Romantic relationships can be triggering as f*ck. We might find ourselves getting dysregulated and blaming our partner’s behavior for it. But what if we told you that there’s a powerful way to grow together, rather than apart?
Don’t Focus Solely on Your Partner’s Behavior
Instead of solely focusing on your partner’s behavior, try focusing on what that behavior triggered inside of you first. When we get curious about our reaction to someone’s behavior, we can find so much healing of our own past trauma and our present-day triggers.
As you start to work through these triggers, a whole world will open up and you will uncover so much of the healing work you need. Yes, it’s hard work, but let it be messy. It was for us!

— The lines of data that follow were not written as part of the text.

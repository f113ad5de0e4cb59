// self
use crate::{
	_prelude::*,
	error::RefreshError,
	gateway::Settlement,
	obs::GatewayOp,
};

/// Type alias that resolves to an instrumented future when tracing is enabled.
#[cfg(feature = "tracing")]
pub type InstrumentedOp<F> = tracing::instrument::Instrumented<F>;
/// Passthrough future type when tracing is disabled.
#[cfg(not(feature = "tracing"))]
pub type InstrumentedOp<F> = F;

/// A span builder used by gateway operations.
#[derive(Clone, Debug)]
pub struct OpSpan {
	#[cfg(feature = "tracing")]
	span: tracing::Span,
}
impl OpSpan {
	/// Creates a new span tagged with the provided operation + stage.
	pub fn new(op: GatewayOp, stage: &'static str) -> Self {
		#[cfg(feature = "tracing")]
		{
			let span = tracing::info_span!("elearn_gateway.op", op = op.as_str(), stage);

			Self { span }
		}
		#[cfg(not(feature = "tracing"))]
		{
			let _ = (op, stage);

			Self {}
		}
	}

	/// Instruments an async block without holding a guard across `.await` points.
	pub fn instrument<Fut>(&self, fut: Fut) -> InstrumentedOp<Fut>
	where
		Fut: Future,
	{
		#[cfg(feature = "tracing")]
		{
			use tracing::Instrument;

			fut.instrument(self.span.clone())
		}
		#[cfg(not(feature = "tracing"))]
		{
			fut
		}
	}
}

/// Emits the settlement of a refresh cycle.
pub(crate) fn refresh_settled(settlement: &Settlement, outcome: Result<(), &RefreshError>) {
	#[cfg(feature = "tracing")]
	{
		match outcome {
			Ok(()) => tracing::debug!(
				released = settlement.released,
				dropped = settlement.dropped,
				longest_wait_ms = settlement.longest_wait.whole_milliseconds() as i64,
				"refresh cycle settled"
			),
			Err(error) => tracing::warn!(
				rejected = settlement.released,
				dropped = settlement.dropped,
				%error,
				"refresh cycle failed"
			),
		}
	}

	#[cfg(not(feature = "tracing"))]
	{
		let _ = (settlement, outcome);
	}
}

/// Emits a best-effort cleanup failure that is not surfaced to the caller.
pub(crate) fn cleanup_failed(what: &'static str, error: &dyn Display) {
	#[cfg(feature = "tracing")]
	{
		tracing::warn!(what, %error, "credential cleanup failed");
	}

	#[cfg(not(feature = "tracing"))]
	{
		let _ = (what, error);
	}
}

/// Emits a request replay after a recovered 401.
pub(crate) fn replaying(reused: bool) {
	#[cfg(feature = "tracing")]
	{
		tracing::debug!(reused, "replaying request with refreshed credential");
	}

	#[cfg(not(feature = "tracing"))]
	{
		let _ = reused;
	}
}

Communicate From a Settled Space
After we process all of the emotions that come up for us as a result, we can communicate with the person about the behavior and what didn’t work for us. However, when we come to someone charged and dysregulated, the conversation won’t be very productive. That’s why it’s important to learn to express your needs from a settled, untriggered space within you.
Set Boundaries and Work as a Team
As you work through this, you’ll be able to start setting boundaries and actually share your needs with your partner in a peaceful way. You will begin to share any issues you might have with your partner as a challenge that you two can work on as a team, rather than something they need to fix about themselves.
From there, your partner is much more likely to join you on the journey of growth and discovery. Their resistance to you will go down once you learn to express your needs from a settled, untriggered space within you.
Personal Story: Healing Through Triggered Reactions
When we moved to Costa Rica, I blamed all my dysregulation on my partner’s slightly more charged way of speaking. Yes, I wanted him to be calmer. But noticing my intense response to it (many hours of freeze, feeling unsafe and stuck and scared) gave me an opportunity to do my own healing.
I’ve truly seen some insanely deep healing by allowing myself to focus on this part, and it has been life-changing. By working on our own triggers and sharing our needs in a peaceful way, we can grow together and create a stronger, healthier relationship.